# YOUR INSTRUCTIONS
For each line below, check for "written"; give only the total of lines where it occurs.

Saved data entries:
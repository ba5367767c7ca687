//! Type-safe enumerations for reviewer check kinds and geometry types.
//!
//! Each check kind carries the fixed catalog data the batch job format
//! needs: the reviewer's long and short names, the GUID identifying the
//! check implementation, the geometry types it applies to and the
//! configuration keys it expects.

use serde::{Deserialize, Serialize};
use std::fmt;
use std::str::FromStr;

/// Geometry type of a feature class.
#[derive(Debug, Clone, Copy, PartialEq, Eq, Hash, PartialOrd, Ord, Serialize, Deserialize)]
pub enum GeometryType {
    /// Area features (`a`).
    Polygon,
    /// Line features (`l`).
    Polyline,
    /// Point features (`p`).
    Point,
}

impl GeometryType {
    /// Returns the shape type name as reported by the geodatabase.
    pub fn as_str(&self) -> &'static str {
        match self {
            GeometryType::Polygon => "Polygon",
            GeometryType::Polyline => "Polyline",
            GeometryType::Point => "Point",
        }
    }

    /// Returns the single-letter code (`a`, `l`, `p`).
    pub fn code(&self) -> char {
        match self {
            GeometryType::Polygon => 'a',
            GeometryType::Polyline => 'l',
            GeometryType::Point => 'p',
        }
    }
}

impl fmt::Display for GeometryType {
    fn fmt(&self, f: &mut fmt::Formatter<'_>) -> fmt::Result {
        write!(f, "{}", self.as_str())
    }
}

impl FromStr for GeometryType {
    type Err = String;

    /// Parse a shape type name or its single-letter code (case-insensitive).
    fn from_str(s: &str) -> Result<Self, Self::Err> {
        let normalized = s.trim().to_uppercase();

        match normalized.as_str() {
            "POLYGON" | "A" => Ok(GeometryType::Polygon),
            "POLYLINE" | "L" => Ok(GeometryType::Polyline),
            "POINT" | "P" => Ok(GeometryType::Point),
            _ => Err(format!("Unknown shape type: {s}")),
        }
    }
}

/// Recognized keys of the specials mini-language.
#[derive(Debug, Clone, Copy, PartialEq, Eq, Hash, PartialOrd, Ord, Serialize, Deserialize)]
#[serde(rename_all = "lowercase")]
pub enum KnownKey {
    /// Spatial relation for Geometry on Geometry checks.
    Relation,
    /// Field name for Unique ID checks.
    Field,
    /// Search tolerance for Duplicate Vertex checks.
    Tolerance,
    /// Unit of the tolerance for Duplicate Vertex checks.
    ToleranceUnits,
}

impl KnownKey {
    pub const ALL: [KnownKey; 4] = [
        KnownKey::Relation,
        KnownKey::Field,
        KnownKey::Tolerance,
        KnownKey::ToleranceUnits,
    ];

    /// Canonical (lowercase) spelling of the key.
    pub fn as_str(&self) -> &'static str {
        match self {
            KnownKey::Relation => "relation",
            KnownKey::Field => "field",
            KnownKey::Tolerance => "tolerance",
            KnownKey::ToleranceUnits => "toleranceunits",
        }
    }

    /// Matches a key as written in a specials cell (ASCII case-insensitive).
    pub fn matches(&self, key: &str) -> bool {
        key.eq_ignore_ascii_case(self.as_str())
    }

    pub fn from_key(key: &str) -> Option<KnownKey> {
        KnownKey::ALL.into_iter().find(|known| known.matches(key))
    }
}

impl fmt::Display for KnownKey {
    fn fmt(&self, f: &mut fmt::Formatter<'_>) -> fmt::Result {
        write!(f, "{}", self.as_str())
    }
}

/// Configuration keys of a reviewer check.
#[derive(Debug, Clone, Copy, PartialEq, Eq, Hash, PartialOrd, Ord, Serialize, Deserialize)]
pub enum ConfigKey {
    CheckAttributes,
    DatasetNames,
    ErrorTypeIsClosed,
    ExcludedAttributes,
    FieldItems,
    FindHoles,
    FindMultipleParts,
    #[serde(rename = "IgnorePLTSMetadata")]
    IgnorePltsMetadata,
    MergeFeatures,
    NotQuery,
    SpatialEnum,
    TablesToQuery,
    Tolerance,
    ToleranceUnits,
}

impl ConfigKey {
    /// Key as written in the batch job.
    pub fn as_str(&self) -> &'static str {
        match self {
            ConfigKey::CheckAttributes => "CheckAttributes",
            ConfigKey::DatasetNames => "DatasetNames",
            ConfigKey::ErrorTypeIsClosed => "ErrorTypeIsClosed",
            ConfigKey::ExcludedAttributes => "ExcludedAttributes",
            ConfigKey::FieldItems => "FieldItems",
            ConfigKey::FindHoles => "FindHoles",
            ConfigKey::FindMultipleParts => "FindMultipleParts",
            ConfigKey::IgnorePltsMetadata => "IgnorePLTSMetadata",
            ConfigKey::MergeFeatures => "MergeFeatures",
            ConfigKey::NotQuery => "NotQuery",
            ConfigKey::SpatialEnum => "SpatialEnum",
            ConfigKey::TablesToQuery => "TablesToQuery",
            ConfigKey::Tolerance => "Tolerance",
            ConfigKey::ToleranceUnits => "ToleranceUnits",
        }
    }
}

impl fmt::Display for ConfigKey {
    fn fmt(&self, f: &mut fmt::Formatter<'_>) -> fmt::Result {
        write!(f, "{}", self.as_str())
    }
}

/// The nine check kinds the generator can express.
#[derive(Debug, Clone, Copy, PartialEq, Eq, Hash, PartialOrd, Ord, Serialize, Deserialize)]
pub enum CheckKind {
    InvalidGeometry,
    MultipartLine,
    MultipartPolygon,
    NonLinearSegment,
    PolylineClosesOnSelf,
    DuplicateGeometry,
    DuplicateVertex,
    #[serde(rename = "UniqueID")]
    UniqueId,
    GeometryOnGeometry,
}

impl CheckKind {
    /// All kinds in catalog order.
    pub const ALL: [CheckKind; 9] = [
        CheckKind::InvalidGeometry,
        CheckKind::MultipartLine,
        CheckKind::MultipartPolygon,
        CheckKind::NonLinearSegment,
        CheckKind::PolylineClosesOnSelf,
        CheckKind::DuplicateGeometry,
        CheckKind::DuplicateVertex,
        CheckKind::UniqueId,
        CheckKind::GeometryOnGeometry,
    ];

    /// Returns the reviewer's long check name, as written in rule tables.
    pub fn as_str(&self) -> &'static str {
        match self {
            CheckKind::InvalidGeometry => "Invalid Geometry",
            CheckKind::MultipartLine => "Multipart Line",
            CheckKind::MultipartPolygon => "Multipart Polygon",
            CheckKind::NonLinearSegment => "Non-Linear Segment",
            CheckKind::PolylineClosesOnSelf => "Polyline or Path Closes on Self",
            CheckKind::DuplicateGeometry => "Duplicate Geometry",
            CheckKind::DuplicateVertex => "Duplicate Vertex",
            CheckKind::UniqueId => "Unique ID",
            CheckKind::GeometryOnGeometry => "Geometry on Geometry",
        }
    }

    /// Returns the compact identifier (no spaces), also accepted in rule tables.
    pub fn identifier(&self) -> &'static str {
        match self {
            CheckKind::InvalidGeometry => "InvalidGeometry",
            CheckKind::MultipartLine => "MultipartLine",
            CheckKind::MultipartPolygon => "MultipartPolygon",
            CheckKind::NonLinearSegment => "NonLinearSegment",
            CheckKind::PolylineClosesOnSelf => "PolylineClosesOnSelf",
            CheckKind::DuplicateGeometry => "DuplicateGeometry",
            CheckKind::DuplicateVertex => "DuplicateVertex",
            CheckKind::UniqueId => "UniqueID",
            CheckKind::GeometryOnGeometry => "GeometryOnGeometry",
        }
    }

    /// Returns the reviewer's short name, used for secondary resource keys.
    pub fn short_name(&self) -> &'static str {
        match self {
            CheckKind::GeometryOnGeometry => "Geo on Geo",
            other => other.as_str(),
        }
    }

    /// Returns the GUID of the reviewer check implementation.
    pub fn guid(&self) -> &'static str {
        match self {
            CheckKind::InvalidGeometry => "{00D99404-2FC0-437C-B0C1-B39B507BACC4}",
            CheckKind::MultipartLine => "{0AFEF068-ECB2-4CF9-8937-95D45D9528C2}",
            CheckKind::MultipartPolygon => "{21C9EA81-1AED-46D0-8CC1-B34F7E6E7855}",
            CheckKind::NonLinearSegment => "{9F472E55-9799-4CE2-9BDF-CA120E1E4A65}",
            CheckKind::PolylineClosesOnSelf => "{F95E2CE9-85A9-443B-8006-7B0B0C03CBC9}",
            CheckKind::DuplicateGeometry => "{5CEFFFB3-AAA1-4A9F-8750-E8D97443F950}",
            CheckKind::DuplicateVertex => "{1657D1EA-AF38-4B65-B6DE-652D29D61F1D}",
            CheckKind::UniqueId => "{1EF5E608-1B94-4DCF-80B0-5DD6EB855F04}",
            CheckKind::GeometryOnGeometry => "{CA5C29E2-18C9-4702-92A5-6AC810B27181}",
        }
    }

    /// Geometry types for which the check is meaningful.
    pub fn geometry_types(&self) -> &'static [GeometryType] {
        use GeometryType::{Point, Polygon, Polyline};
        match self {
            CheckKind::InvalidGeometry
            | CheckKind::DuplicateGeometry
            | CheckKind::UniqueId
            | CheckKind::GeometryOnGeometry => &[Polygon, Polyline, Point],
            CheckKind::MultipartLine | CheckKind::PolylineClosesOnSelf => &[Polyline],
            CheckKind::MultipartPolygon => &[Polygon],
            CheckKind::NonLinearSegment | CheckKind::DuplicateVertex => &[Polygon, Polyline],
        }
    }

    /// Returns true if the check applies to features of the given geometry type.
    pub fn supports(&self, geometry: GeometryType) -> bool {
        self.geometry_types().contains(&geometry)
    }

    /// Configuration keys the reviewer expects for this check, in document order.
    pub fn config_keys(&self) -> &'static [ConfigKey] {
        use ConfigKey::{
            CheckAttributes, DatasetNames, ErrorTypeIsClosed, ExcludedAttributes, FieldItems,
            FindHoles, FindMultipleParts, IgnorePltsMetadata, MergeFeatures, NotQuery, SpatialEnum,
            TablesToQuery, Tolerance, ToleranceUnits,
        };
        match self {
            CheckKind::InvalidGeometry
            | CheckKind::MultipartLine
            | CheckKind::NonLinearSegment => &[],
            CheckKind::MultipartPolygon => &[FindMultipleParts, FindHoles],
            CheckKind::PolylineClosesOnSelf => &[ErrorTypeIsClosed],
            CheckKind::DuplicateGeometry => {
                &[CheckAttributes, ExcludedAttributes, IgnorePltsMetadata]
            }
            CheckKind::DuplicateVertex => &[Tolerance, ToleranceUnits],
            CheckKind::UniqueId => &[DatasetNames, FieldItems, TablesToQuery],
            CheckKind::GeometryOnGeometry => {
                &[CheckAttributes, MergeFeatures, NotQuery, SpatialEnum]
            }
        }
    }

    /// Specials keys that must be present for a rule of this kind.
    pub fn required_specials(&self) -> &'static [KnownKey] {
        match self {
            CheckKind::GeometryOnGeometry => &[KnownKey::Relation],
            CheckKind::UniqueId => &[KnownKey::Field],
            _ => &[],
        }
    }

    /// Specials keys this kind maps onto target parameters.
    pub fn mapped_specials(&self) -> &'static [KnownKey] {
        match self {
            CheckKind::GeometryOnGeometry => &[KnownKey::Relation],
            CheckKind::UniqueId => &[KnownKey::Field],
            CheckKind::DuplicateVertex => &[KnownKey::Tolerance, KnownKey::ToleranceUnits],
            _ => &[],
        }
    }
}

impl fmt::Display for CheckKind {
    fn fmt(&self, f: &mut fmt::Formatter<'_>) -> fmt::Result {
        write!(f, "{}", self.as_str())
    }
}

impl FromStr for CheckKind {
    type Err = String;

    /// Parse a check kind from its long name or identifier.
    ///
    /// Matching is exact: rule tables are expected to use the spellings
    /// listed in the catalog.
    fn from_str(s: &str) -> Result<Self, Self::Err> {
        CheckKind::ALL
            .into_iter()
            .find(|kind| kind.as_str() == s || kind.identifier() == s)
            .ok_or_else(|| format!("Unknown check kind: {s}"))
    }
}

# TASK SOLUTION
3